**Work required:**
Copy out, word for word, the lines from the start of the data below through the line containing "let config = ContainerConfig", and no others.

=== Section Start ===

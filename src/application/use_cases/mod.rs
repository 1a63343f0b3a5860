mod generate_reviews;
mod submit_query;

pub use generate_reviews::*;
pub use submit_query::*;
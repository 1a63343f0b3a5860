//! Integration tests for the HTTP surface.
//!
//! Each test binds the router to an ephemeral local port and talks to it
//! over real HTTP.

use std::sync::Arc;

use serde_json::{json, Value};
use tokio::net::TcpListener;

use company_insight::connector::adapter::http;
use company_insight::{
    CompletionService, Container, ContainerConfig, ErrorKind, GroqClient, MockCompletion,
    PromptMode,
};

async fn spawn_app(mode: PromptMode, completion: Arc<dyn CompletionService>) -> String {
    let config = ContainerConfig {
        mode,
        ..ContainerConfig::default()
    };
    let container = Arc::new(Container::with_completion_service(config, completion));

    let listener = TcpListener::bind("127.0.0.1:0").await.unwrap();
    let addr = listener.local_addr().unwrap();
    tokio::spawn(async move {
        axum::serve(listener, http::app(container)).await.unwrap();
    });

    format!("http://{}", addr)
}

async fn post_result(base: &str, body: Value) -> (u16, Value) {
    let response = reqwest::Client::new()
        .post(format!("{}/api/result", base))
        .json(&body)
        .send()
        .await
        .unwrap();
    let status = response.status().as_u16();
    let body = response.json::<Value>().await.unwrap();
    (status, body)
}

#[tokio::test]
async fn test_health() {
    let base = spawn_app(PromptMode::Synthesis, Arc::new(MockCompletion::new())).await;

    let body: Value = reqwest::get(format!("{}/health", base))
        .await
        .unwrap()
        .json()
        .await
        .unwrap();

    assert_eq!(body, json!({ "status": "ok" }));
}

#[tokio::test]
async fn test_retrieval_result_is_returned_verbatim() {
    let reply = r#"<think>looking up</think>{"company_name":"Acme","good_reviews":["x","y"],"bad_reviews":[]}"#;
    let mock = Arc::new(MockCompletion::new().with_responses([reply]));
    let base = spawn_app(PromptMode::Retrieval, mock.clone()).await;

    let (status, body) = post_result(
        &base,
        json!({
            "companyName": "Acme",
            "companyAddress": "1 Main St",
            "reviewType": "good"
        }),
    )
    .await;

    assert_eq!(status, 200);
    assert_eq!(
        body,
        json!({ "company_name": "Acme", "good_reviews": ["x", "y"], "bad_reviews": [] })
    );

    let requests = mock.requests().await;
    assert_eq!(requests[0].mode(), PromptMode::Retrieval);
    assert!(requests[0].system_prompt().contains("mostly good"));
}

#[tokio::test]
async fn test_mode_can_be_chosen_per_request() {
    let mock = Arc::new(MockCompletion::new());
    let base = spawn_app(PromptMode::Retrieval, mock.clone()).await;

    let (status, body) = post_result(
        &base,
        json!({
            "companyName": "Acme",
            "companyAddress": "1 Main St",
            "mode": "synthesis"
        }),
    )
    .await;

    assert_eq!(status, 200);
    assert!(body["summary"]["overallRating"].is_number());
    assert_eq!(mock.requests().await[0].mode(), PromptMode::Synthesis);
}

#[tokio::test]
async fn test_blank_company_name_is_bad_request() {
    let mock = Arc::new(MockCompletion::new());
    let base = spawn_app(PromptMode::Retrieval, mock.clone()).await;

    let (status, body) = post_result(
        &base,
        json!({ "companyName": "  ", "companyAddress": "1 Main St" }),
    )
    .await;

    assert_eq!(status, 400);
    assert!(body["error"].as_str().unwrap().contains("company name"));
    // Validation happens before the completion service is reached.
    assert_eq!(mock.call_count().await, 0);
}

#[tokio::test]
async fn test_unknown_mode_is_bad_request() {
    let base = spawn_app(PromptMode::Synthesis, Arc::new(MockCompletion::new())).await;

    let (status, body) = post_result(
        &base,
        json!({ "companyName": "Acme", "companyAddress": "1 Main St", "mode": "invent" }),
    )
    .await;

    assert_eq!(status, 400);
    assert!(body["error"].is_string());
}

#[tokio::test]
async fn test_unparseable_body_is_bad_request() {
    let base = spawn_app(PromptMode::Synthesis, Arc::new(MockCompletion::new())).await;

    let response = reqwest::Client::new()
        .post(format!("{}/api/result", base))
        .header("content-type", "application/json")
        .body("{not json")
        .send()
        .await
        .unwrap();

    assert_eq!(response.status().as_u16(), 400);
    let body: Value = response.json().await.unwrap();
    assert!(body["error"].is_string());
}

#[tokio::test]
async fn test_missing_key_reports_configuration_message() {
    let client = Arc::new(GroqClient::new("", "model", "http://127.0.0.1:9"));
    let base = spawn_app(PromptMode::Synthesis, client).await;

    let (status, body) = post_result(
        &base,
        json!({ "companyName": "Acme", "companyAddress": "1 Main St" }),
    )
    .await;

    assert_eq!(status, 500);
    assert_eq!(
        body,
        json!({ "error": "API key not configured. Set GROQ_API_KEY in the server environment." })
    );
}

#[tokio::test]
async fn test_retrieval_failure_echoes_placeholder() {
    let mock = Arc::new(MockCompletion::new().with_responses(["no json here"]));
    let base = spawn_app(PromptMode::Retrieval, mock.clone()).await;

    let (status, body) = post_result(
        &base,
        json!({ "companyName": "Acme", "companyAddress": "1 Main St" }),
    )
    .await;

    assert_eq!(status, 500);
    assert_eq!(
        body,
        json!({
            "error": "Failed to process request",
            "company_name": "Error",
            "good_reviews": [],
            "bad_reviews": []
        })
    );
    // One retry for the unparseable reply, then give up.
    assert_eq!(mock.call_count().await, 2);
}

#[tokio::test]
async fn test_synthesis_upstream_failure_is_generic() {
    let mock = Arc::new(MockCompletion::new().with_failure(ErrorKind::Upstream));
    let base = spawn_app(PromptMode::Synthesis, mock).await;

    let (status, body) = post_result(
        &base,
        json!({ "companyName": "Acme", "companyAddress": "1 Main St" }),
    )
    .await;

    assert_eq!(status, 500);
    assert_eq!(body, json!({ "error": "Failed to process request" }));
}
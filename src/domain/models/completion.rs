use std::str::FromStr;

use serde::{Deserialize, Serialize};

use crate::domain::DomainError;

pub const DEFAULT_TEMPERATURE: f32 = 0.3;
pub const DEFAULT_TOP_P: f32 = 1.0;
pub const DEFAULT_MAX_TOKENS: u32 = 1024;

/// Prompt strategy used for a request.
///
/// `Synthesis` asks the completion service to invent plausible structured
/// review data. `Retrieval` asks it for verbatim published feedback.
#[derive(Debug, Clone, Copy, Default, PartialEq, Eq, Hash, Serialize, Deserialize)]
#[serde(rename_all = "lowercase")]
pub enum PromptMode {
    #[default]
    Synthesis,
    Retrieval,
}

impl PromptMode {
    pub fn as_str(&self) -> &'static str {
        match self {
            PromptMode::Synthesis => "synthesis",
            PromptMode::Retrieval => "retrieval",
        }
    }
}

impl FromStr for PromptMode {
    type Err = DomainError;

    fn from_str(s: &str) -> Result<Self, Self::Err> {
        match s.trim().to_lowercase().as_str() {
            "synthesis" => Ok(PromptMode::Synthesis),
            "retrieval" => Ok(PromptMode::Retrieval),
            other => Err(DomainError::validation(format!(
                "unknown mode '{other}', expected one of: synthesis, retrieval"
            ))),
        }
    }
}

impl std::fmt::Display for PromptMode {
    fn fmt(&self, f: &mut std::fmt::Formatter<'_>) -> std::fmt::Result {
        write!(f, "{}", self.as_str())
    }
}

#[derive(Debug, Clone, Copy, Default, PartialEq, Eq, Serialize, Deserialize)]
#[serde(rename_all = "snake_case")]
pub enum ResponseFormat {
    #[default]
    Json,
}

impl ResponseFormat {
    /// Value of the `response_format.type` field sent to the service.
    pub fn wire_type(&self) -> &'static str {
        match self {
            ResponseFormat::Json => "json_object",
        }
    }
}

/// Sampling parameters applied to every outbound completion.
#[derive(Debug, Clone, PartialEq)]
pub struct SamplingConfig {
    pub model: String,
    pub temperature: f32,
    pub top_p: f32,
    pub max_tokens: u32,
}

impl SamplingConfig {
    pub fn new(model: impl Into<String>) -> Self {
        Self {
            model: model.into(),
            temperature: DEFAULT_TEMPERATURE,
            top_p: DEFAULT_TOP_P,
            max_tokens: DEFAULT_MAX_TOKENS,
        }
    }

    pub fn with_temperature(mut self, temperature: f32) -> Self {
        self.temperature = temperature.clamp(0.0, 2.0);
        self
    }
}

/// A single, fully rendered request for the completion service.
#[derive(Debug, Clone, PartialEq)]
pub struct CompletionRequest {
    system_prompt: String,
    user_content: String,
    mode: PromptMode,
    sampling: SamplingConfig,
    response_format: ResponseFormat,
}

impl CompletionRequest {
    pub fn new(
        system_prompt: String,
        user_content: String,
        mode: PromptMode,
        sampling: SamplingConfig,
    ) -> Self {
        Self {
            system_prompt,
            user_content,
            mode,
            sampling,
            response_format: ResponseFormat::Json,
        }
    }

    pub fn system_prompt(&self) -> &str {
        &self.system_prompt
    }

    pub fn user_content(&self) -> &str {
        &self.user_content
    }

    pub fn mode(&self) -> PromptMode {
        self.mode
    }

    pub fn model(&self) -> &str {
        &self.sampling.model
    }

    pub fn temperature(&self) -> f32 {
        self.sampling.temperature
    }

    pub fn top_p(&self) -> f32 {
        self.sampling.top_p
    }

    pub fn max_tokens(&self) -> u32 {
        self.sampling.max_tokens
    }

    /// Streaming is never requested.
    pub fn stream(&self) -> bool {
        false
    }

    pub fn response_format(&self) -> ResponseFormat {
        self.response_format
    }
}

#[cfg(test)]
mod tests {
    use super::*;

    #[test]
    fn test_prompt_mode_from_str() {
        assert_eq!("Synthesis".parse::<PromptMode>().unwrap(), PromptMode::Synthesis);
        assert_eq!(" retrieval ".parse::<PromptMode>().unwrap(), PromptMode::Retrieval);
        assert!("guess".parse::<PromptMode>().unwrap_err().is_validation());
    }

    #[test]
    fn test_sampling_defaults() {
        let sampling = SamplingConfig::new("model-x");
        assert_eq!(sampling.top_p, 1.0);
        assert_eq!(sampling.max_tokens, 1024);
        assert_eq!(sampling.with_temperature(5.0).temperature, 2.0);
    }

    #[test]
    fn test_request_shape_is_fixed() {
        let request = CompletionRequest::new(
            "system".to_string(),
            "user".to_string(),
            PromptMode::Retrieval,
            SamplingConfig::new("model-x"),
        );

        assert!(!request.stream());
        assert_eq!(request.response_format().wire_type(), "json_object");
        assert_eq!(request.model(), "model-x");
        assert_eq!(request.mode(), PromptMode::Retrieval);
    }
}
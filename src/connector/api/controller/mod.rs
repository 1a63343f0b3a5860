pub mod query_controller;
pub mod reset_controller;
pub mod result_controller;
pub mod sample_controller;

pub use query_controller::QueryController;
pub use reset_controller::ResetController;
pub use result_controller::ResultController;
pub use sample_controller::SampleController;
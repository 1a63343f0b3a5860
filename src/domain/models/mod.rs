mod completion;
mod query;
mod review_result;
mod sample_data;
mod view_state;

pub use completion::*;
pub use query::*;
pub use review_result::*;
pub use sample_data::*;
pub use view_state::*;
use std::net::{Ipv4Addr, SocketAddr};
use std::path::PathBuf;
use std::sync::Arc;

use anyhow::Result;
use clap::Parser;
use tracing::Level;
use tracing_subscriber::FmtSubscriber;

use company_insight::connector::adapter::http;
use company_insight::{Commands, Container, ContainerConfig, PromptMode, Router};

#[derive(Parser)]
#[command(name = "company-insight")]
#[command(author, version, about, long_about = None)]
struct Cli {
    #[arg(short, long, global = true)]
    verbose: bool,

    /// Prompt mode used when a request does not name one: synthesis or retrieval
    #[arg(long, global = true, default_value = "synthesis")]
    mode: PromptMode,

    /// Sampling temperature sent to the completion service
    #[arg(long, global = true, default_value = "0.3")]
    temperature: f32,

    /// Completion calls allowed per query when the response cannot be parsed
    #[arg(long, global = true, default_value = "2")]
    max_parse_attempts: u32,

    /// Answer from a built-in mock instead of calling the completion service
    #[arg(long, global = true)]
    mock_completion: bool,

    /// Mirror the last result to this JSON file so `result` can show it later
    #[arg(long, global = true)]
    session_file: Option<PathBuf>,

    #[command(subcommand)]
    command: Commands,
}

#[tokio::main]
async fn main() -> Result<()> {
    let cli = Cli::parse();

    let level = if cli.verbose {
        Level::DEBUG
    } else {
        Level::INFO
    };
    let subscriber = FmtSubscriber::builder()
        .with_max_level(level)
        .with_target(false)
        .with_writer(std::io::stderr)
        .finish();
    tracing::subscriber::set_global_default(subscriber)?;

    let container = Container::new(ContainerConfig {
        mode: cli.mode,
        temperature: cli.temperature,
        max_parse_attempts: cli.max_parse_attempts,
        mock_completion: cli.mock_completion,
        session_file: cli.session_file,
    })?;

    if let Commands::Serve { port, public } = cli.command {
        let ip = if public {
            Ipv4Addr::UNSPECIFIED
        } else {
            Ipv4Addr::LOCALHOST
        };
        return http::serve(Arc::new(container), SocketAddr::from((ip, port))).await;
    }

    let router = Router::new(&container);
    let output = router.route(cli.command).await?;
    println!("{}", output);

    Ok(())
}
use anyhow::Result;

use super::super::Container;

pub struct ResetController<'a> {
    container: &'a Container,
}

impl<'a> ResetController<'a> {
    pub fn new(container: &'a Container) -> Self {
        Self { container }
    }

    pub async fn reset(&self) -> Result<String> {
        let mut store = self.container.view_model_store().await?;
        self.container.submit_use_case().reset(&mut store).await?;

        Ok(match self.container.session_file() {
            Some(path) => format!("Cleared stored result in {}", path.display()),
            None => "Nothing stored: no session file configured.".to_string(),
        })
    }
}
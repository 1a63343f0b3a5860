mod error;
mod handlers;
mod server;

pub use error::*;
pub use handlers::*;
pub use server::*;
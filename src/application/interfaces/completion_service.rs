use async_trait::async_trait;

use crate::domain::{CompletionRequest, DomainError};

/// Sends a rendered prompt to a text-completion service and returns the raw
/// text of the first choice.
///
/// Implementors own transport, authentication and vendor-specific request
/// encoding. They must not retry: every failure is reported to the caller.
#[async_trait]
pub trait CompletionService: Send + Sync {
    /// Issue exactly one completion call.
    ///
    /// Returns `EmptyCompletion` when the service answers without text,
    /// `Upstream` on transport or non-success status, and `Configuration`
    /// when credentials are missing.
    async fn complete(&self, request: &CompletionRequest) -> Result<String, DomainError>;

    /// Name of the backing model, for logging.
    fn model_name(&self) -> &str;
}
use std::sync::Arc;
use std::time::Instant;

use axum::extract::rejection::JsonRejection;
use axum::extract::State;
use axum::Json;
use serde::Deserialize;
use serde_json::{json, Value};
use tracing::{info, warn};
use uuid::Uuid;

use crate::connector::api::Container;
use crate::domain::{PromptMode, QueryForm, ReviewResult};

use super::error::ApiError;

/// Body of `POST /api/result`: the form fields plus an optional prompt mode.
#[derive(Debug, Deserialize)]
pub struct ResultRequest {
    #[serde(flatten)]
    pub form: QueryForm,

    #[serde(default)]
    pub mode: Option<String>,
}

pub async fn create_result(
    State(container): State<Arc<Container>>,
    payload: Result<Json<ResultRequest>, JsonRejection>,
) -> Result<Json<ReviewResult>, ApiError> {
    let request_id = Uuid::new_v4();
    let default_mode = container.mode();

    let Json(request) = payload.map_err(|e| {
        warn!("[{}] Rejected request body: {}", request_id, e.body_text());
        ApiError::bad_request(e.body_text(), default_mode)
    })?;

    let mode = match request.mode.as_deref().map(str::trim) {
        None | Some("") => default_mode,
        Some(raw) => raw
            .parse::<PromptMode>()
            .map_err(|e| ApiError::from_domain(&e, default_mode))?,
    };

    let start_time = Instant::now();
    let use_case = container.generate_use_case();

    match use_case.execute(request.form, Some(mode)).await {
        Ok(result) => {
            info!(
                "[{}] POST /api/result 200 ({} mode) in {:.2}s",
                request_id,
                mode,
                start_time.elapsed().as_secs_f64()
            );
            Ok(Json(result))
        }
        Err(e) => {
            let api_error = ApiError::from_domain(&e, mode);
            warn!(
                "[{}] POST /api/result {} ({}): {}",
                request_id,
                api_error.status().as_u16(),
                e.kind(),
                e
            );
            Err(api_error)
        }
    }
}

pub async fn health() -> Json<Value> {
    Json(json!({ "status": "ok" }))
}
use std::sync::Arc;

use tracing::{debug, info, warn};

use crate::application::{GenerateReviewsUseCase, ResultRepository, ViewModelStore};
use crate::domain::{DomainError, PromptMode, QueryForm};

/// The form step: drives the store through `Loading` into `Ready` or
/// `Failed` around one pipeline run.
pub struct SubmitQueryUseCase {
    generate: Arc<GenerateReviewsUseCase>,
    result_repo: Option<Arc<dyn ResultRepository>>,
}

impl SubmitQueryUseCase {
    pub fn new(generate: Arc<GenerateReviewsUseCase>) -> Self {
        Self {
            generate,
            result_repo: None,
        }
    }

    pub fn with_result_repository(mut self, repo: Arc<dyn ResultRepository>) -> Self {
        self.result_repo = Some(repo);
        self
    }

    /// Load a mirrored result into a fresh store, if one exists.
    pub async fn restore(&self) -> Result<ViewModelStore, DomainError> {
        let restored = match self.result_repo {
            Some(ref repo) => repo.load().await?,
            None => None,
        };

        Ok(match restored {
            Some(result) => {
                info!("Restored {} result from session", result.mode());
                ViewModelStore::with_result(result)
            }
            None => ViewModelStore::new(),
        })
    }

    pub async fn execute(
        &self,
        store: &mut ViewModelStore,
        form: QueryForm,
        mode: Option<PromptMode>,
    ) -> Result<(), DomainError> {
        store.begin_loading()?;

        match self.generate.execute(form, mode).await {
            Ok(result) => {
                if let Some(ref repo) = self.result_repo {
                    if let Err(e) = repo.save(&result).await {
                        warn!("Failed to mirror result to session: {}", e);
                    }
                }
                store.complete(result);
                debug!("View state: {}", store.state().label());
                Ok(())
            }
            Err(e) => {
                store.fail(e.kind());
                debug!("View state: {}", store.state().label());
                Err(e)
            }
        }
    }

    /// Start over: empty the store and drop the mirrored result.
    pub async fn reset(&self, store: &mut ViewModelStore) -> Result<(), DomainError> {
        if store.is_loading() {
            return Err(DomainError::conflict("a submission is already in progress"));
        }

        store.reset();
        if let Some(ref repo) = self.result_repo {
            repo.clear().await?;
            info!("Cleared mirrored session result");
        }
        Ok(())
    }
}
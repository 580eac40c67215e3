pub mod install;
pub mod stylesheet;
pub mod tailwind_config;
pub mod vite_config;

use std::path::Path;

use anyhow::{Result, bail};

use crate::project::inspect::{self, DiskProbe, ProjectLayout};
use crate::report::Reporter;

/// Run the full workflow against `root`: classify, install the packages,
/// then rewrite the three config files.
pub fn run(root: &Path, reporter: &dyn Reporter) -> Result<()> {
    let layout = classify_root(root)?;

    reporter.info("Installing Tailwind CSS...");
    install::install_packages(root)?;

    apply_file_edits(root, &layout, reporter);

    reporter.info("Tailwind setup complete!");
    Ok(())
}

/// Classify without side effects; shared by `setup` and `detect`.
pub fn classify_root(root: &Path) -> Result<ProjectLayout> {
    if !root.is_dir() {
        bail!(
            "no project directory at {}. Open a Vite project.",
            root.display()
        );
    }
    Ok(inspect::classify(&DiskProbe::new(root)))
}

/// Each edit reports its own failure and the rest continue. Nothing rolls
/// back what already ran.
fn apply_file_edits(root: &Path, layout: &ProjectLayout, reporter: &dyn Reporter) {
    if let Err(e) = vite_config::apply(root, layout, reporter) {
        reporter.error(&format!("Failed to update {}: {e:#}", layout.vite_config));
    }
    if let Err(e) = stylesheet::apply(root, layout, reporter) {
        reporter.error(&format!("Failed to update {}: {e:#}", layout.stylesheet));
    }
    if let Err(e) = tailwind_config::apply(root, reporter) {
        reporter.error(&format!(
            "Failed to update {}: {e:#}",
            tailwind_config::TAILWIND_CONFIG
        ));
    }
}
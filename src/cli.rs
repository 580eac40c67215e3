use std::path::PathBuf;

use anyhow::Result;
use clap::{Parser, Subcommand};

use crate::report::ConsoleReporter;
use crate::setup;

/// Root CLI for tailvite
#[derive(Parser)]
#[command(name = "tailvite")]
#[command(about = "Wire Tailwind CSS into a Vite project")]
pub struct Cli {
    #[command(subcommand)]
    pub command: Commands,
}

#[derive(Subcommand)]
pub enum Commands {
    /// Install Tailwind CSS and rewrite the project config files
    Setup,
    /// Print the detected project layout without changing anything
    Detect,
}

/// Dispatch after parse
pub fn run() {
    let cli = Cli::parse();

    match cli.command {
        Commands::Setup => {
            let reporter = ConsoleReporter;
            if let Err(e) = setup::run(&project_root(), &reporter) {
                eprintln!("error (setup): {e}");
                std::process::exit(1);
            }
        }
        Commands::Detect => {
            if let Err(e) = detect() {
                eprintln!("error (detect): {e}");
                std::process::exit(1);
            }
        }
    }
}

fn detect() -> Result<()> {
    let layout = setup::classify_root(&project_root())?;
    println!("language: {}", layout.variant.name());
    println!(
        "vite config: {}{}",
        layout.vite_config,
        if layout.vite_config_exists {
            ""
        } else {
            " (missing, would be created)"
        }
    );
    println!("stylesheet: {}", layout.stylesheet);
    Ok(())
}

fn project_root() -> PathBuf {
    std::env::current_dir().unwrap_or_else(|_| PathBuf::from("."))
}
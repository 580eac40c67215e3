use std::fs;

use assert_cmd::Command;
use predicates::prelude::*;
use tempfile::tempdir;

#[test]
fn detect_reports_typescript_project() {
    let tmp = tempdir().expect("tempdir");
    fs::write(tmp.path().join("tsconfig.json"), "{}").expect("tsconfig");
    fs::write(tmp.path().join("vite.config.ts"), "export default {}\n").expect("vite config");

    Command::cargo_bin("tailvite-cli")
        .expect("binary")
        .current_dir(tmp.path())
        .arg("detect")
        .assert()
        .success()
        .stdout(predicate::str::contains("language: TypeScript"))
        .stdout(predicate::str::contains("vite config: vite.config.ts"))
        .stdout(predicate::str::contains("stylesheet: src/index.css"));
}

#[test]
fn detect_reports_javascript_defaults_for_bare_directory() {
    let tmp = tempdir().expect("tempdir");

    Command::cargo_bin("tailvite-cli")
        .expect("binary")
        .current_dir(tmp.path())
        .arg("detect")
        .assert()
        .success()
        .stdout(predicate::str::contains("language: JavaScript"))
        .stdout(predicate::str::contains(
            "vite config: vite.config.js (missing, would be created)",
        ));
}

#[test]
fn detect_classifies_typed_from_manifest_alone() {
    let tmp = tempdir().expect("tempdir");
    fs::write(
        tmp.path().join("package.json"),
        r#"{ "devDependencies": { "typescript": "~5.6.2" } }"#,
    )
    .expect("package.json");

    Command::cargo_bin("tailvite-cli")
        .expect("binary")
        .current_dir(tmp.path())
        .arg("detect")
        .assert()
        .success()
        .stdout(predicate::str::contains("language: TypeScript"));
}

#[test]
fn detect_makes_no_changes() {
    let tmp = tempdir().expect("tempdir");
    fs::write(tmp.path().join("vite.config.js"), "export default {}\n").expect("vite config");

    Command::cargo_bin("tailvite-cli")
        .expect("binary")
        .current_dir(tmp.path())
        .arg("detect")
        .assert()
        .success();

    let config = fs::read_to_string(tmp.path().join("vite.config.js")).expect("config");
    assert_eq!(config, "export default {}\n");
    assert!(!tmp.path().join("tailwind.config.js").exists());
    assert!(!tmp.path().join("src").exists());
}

=== Section End ===

**Response for this exercise:**
filename src/application/use_cases/mod.rs
repository 1a63343f0b3a5860
mod generate_reviews;
mod submit_query;

pub use generate_reviews::*;
pub use submit_query::*;
repository 1a63343f0b3a5860
//! Integration tests for the HTTP surface.
//!
//! Each test binds the router to an ephemeral local port and talks to it
//! over real HTTP.

use std::sync::Arc;

use serde_json::{json, Value};
use tokio::net::TcpListener;

use company_insight::connector::adapter::http;
use company_insight::{
    CompletionService, Container, ContainerConfig, ErrorKind, GroqClient, MockCompletion,
    PromptMode,
};

async fn spawn_app(mode: PromptMode, completion: Arc<dyn CompletionService>) -> String {
    let config = ContainerConfig {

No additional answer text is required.